Word for word, repeat all of the entries.

*RECORDS FOR THIS TASK*:
--

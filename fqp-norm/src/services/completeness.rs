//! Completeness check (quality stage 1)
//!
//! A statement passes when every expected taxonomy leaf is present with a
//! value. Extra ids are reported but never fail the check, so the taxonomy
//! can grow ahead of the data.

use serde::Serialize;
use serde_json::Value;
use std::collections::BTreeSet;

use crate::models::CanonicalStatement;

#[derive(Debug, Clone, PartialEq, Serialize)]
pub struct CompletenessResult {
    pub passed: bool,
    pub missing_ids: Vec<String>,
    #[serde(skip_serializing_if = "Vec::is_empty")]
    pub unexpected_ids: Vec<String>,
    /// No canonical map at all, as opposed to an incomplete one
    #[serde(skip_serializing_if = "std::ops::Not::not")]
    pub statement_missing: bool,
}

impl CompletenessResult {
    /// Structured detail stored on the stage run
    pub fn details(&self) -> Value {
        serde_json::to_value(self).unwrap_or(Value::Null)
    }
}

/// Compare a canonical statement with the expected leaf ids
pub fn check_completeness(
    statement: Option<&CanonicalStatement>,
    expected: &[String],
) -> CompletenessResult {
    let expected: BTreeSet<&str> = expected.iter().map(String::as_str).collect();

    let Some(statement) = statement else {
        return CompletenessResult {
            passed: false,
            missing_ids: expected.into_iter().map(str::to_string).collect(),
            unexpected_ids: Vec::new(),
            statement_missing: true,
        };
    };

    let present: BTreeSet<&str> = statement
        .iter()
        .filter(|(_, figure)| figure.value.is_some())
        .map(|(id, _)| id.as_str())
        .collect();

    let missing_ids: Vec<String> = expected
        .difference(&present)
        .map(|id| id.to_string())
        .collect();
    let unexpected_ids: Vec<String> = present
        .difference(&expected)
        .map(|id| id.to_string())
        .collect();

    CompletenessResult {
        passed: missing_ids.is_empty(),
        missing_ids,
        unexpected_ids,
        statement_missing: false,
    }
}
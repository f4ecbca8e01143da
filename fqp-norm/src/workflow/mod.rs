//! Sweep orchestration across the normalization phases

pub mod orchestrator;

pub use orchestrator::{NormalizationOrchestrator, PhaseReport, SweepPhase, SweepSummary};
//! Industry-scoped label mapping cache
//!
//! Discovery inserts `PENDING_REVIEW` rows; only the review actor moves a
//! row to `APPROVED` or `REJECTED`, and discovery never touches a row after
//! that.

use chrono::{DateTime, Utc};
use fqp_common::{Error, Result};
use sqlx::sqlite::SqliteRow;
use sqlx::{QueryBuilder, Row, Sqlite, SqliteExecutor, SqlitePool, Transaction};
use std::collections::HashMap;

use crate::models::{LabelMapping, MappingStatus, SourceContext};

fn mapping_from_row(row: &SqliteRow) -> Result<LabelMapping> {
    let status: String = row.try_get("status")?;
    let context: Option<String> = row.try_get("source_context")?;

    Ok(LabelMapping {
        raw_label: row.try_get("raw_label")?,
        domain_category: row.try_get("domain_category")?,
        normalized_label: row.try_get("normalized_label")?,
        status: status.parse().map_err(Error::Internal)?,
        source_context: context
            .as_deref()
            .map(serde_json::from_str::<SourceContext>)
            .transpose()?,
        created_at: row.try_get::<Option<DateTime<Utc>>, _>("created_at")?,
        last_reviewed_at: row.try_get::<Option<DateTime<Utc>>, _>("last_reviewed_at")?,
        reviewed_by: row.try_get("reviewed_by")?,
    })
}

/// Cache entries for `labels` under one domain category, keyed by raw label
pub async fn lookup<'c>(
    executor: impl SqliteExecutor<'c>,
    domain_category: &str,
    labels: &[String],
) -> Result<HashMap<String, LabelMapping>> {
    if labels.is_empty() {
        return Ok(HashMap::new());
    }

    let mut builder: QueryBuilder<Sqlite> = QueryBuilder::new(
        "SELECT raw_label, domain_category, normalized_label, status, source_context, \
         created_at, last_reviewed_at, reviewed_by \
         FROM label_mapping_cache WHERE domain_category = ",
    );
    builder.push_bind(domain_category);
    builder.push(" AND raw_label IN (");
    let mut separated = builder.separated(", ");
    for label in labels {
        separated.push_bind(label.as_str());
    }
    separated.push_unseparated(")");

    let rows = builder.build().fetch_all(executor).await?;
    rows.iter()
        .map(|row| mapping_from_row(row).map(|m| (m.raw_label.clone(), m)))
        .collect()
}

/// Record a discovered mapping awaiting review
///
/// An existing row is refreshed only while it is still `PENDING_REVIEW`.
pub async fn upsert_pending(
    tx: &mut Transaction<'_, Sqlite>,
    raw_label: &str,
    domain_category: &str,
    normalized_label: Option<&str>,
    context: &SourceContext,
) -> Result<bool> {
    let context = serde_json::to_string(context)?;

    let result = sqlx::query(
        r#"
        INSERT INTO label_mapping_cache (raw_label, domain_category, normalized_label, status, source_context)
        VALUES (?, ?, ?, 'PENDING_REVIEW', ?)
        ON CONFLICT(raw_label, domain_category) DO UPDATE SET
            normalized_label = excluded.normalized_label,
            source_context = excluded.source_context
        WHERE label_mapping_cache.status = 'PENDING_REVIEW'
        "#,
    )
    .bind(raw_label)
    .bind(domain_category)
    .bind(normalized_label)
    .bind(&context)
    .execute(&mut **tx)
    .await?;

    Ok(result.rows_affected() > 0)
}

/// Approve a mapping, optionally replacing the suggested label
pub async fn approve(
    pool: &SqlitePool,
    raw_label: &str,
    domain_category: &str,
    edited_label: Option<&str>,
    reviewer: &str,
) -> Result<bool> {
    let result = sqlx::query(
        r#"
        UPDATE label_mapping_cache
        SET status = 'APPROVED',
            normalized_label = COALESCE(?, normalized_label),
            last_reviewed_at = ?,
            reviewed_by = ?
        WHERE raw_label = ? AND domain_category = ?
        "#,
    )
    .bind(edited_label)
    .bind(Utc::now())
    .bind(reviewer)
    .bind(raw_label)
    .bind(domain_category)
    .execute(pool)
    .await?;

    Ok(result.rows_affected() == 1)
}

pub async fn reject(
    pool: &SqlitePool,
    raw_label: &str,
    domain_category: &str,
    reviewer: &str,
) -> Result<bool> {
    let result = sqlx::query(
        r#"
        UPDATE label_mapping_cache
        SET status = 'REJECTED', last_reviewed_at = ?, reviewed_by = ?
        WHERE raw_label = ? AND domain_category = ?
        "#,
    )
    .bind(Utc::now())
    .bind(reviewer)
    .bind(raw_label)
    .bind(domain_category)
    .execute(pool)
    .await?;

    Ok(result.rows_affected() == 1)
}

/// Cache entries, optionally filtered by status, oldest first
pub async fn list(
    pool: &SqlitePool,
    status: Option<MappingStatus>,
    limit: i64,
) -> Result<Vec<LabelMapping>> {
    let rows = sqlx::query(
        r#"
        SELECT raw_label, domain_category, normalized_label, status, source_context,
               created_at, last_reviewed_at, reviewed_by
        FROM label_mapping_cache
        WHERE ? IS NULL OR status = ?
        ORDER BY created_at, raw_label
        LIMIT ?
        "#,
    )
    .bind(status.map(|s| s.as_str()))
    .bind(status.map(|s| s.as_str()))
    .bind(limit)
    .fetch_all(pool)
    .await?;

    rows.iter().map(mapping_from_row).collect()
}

--

*TASK SOLUTION*:
filename fqp-norm/src/services/completeness.rs
//! Completeness check (quality stage 1)
//!
//! A statement passes when every expected taxonomy leaf is present with a
//! value. Extra ids are reported but never fail the check, so the taxonomy
//! can grow ahead of the data.

use serde::Serialize;
use serde_json::Value;
use std::collections::BTreeSet;

use crate::models::CanonicalStatement;

#[derive(Debug, Clone, PartialEq, Serialize)]
pub struct CompletenessResult {
    pub passed: bool,
    pub missing_ids: Vec<String>,
    #[serde(skip_serializing_if = "Vec::is_empty")]
    pub unexpected_ids: Vec<String>,
    /// No canonical map at all, as opposed to an incomplete one
    #[serde(skip_serializing_if = "std::ops::Not::not")]
    pub statement_missing: bool,
}

impl CompletenessResult {
    /// Structured detail stored on the stage run
    pub fn details(&self) -> Value {
        serde_json::to_value(self).unwrap_or(Value::Null)
    }
}

/// Compare a canonical statement with the expected leaf ids
pub fn check_completeness(
    statement: Option<&CanonicalStatement>,
    expected: &[String],
) -> CompletenessResult {
    let expected: BTreeSet<&str> = expected.iter().map(String::as_str).collect();

    let Some(statement) = statement else {
        return CompletenessResult {
            passed: false,
            missing_ids: expected.into_iter().map(str::to_string).collect(),
            unexpected_ids: Vec::new(),
            statement_missing: true,
        };
    };

    let present: BTreeSet<&str> = statement
        .iter()
        .filter(|(_, figure)| figure.value.is_some())
        .map(|(id, _)| id.as_str())
        .collect();

    let missing_ids: Vec<String> = expected
        .difference(&present)
        .map(|id| id.to_string())
        .collect();
    let unexpected_ids: Vec<String> = present
        .difference(&expected)
        .map(|id| id.to_string())
        .collect();

    CompletenessResult {
        passed: missing_ids.is_empty(),
        missing_ids,
        unexpected_ids,
        statement_missing: false,
    }
}
repository f4ecbca8e01143da
filename fqp-norm/src/workflow/mod.rs
//! Sweep orchestration across the normalization phases

pub mod orchestrator;

pub use orchestrator::{NormalizationOrchestrator, PhaseReport, SweepPhase, SweepSummary};
//! Industry-scoped label mapping cache
//!
//! Discovery inserts `PENDING_REVIEW` rows; only the review actor moves a
//! row to `APPROVED` or `REJECTED`, and discovery never touches a row after
//! that.

use chrono::{DateTime, Utc};
use fqp_common::{Error, Result};
use sqlx::sqlite::SqliteRow;
use sqlx::{QueryBuilder, Row, Sqlite, SqliteExecutor, SqlitePool, Transaction};
use std::collections::HashMap;

use crate::models::{LabelMapping, MappingStatus, SourceContext};

fn mapping_from_row(row: &SqliteRow) -> Result<LabelMapping> {
    let status: String = row.try_get("status")?;
    let context: Option<String> = row.try_get("source_context")?;

    Ok(LabelMapping {
        raw_label: row.try_get("raw_label")?,
        domain_category: row.try_get("domain_category")?,
        normalized_label: row.try_get("normalized_label")?,
        status: status.parse().map_err(Error::Internal)?,
        source_context: context
            .as_deref()
            .map(serde_json::from_str::<SourceContext>)
            .transpose()?,
        created_at: row.try_get::<Option<DateTime<Utc>>, _>("created_at")?,
        last_reviewed_at: row.try_get::<Option<DateTime<Utc>>, _>("last_reviewed_at")?,
        reviewed_by: row.try_get("reviewed_by")?,
    })
}

/// Cache entries for `labels` under one domain category, keyed by raw label
pub async fn lookup<'c>(
    executor: impl SqliteExecutor<'c>,
    domain_category: &str,
    labels: &[String],
) -> Result<HashMap<String, LabelMapping>> {
    if labels.is_empty() {
        return Ok(HashMap::new());
    }

    let mut builder: QueryBuilder<Sqlite> = QueryBuilder::new(
        "SELECT raw_label, domain_category, normalized_label, status, source_context, \
         created_at, last_reviewed_at, reviewed_by \
         FROM label_mapping_cache WHERE domain_category = ",
    );
    builder.push_bind(domain_category);
    builder.push(" AND raw_label IN (");
    let mut separated = builder.separated(", ");
    for label in labels {
        separated.push_bind(label.as_str());
    }
    separated.push_unseparated(")");

    let rows = builder.build().fetch_all(executor).await?;
    rows.iter()
        .map(|row| mapping_from_row(row).map(|m| (m.raw_label.clone(), m)))
        .collect()
}

/// Record a discovered mapping awaiting review
///
/// An existing row is refreshed only while it is still `PENDING_REVIEW`.
pub async fn upsert_pending(
    tx: &mut Transaction<'_, Sqlite>,
    raw_label: &str,
    domain_category: &str,
    normalized_label: Option<&str>,
    context: &SourceContext,
) -> Result<bool> {
    let context = serde_json::to_string(context)?;

    let result = sqlx::query(
        r#"
        INSERT INTO label_mapping_cache (raw_label, domain_category, normalized_label, status, source_context)
        VALUES (?, ?, ?, 'PENDING_REVIEW', ?)
        ON CONFLICT(raw_label, domain_category) DO UPDATE SET
            normalized_label = excluded.normalized_label,
            source_context = excluded.source_context
        WHERE label_mapping_cache.status = 'PENDING_REVIEW'
        "#,
    )
    .bind(raw_label)
    .bind(domain_category)
    .bind(normalized_label)
    .bind(&context)
    .execute(&mut **tx)
    .await?;

    Ok(result.rows_affected() > 0)
}

/// Approve a mapping, optionally replacing the suggested label
pub async fn approve(
    pool: &SqlitePool,
    raw_label: &str,
    domain_category: &str,
    edited_label: Option<&str>,
    reviewer: &str,
) -> Result<bool> {
    let result = sqlx::query(
        r#"
        UPDATE label_mapping_cache
        SET status = 'APPROVED',
            normalized_label = COALESCE(?, normalized_label),
            last_reviewed_at = ?,
            reviewed_by = ?
        WHERE raw_label = ? AND domain_category = ?
        "#,
    )
    .bind(edited_label)
    .bind(Utc::now())
    .bind(reviewer)
    .bind(raw_label)
    .bind(domain_category)
    .execute(pool)
    .await?;

    Ok(result.rows_affected() == 1)
}

pub async fn reject(
    pool: &SqlitePool,
    raw_label: &str,
    domain_category: &str,
    reviewer: &str,
) -> Result<bool> {
    let result = sqlx::query(
        r#"
        UPDATE label_mapping_cache
        SET status = 'REJECTED', last_reviewed_at = ?, reviewed_by = ?
        WHERE raw_label = ? AND domain_category = ?
        "#,
    )
    .bind(Utc::now())
    .bind(reviewer)
    .bind(raw_label)
    .bind(domain_category)
    .execute(pool)
    .await?;

    Ok(result.rows_affected() == 1)
}

/// Cache entries, optionally filtered by status, oldest first
pub async fn list(
    pool: &SqlitePool,
    status: Option<MappingStatus>,
    limit: i64,
) -> Result<Vec<LabelMapping>> {
    let rows = sqlx::query(
        r#"
        SELECT raw_label, domain_category, normalized_label, status, source_context,
               created_at, last_reviewed_at, reviewed_by
        FROM label_mapping_cache
        WHERE ? IS NULL OR status = ?
        ORDER BY created_at, raw_label
        LIMIT ?
        "#,
    )
    .bind(status.map(|s| s.as_str()))
    .bind(status.map(|s| s.as_str()))
    .bind(limit)
    .fetch_all(pool)
    .await?;

    rows.iter().map(mapping_from_row).collect()
}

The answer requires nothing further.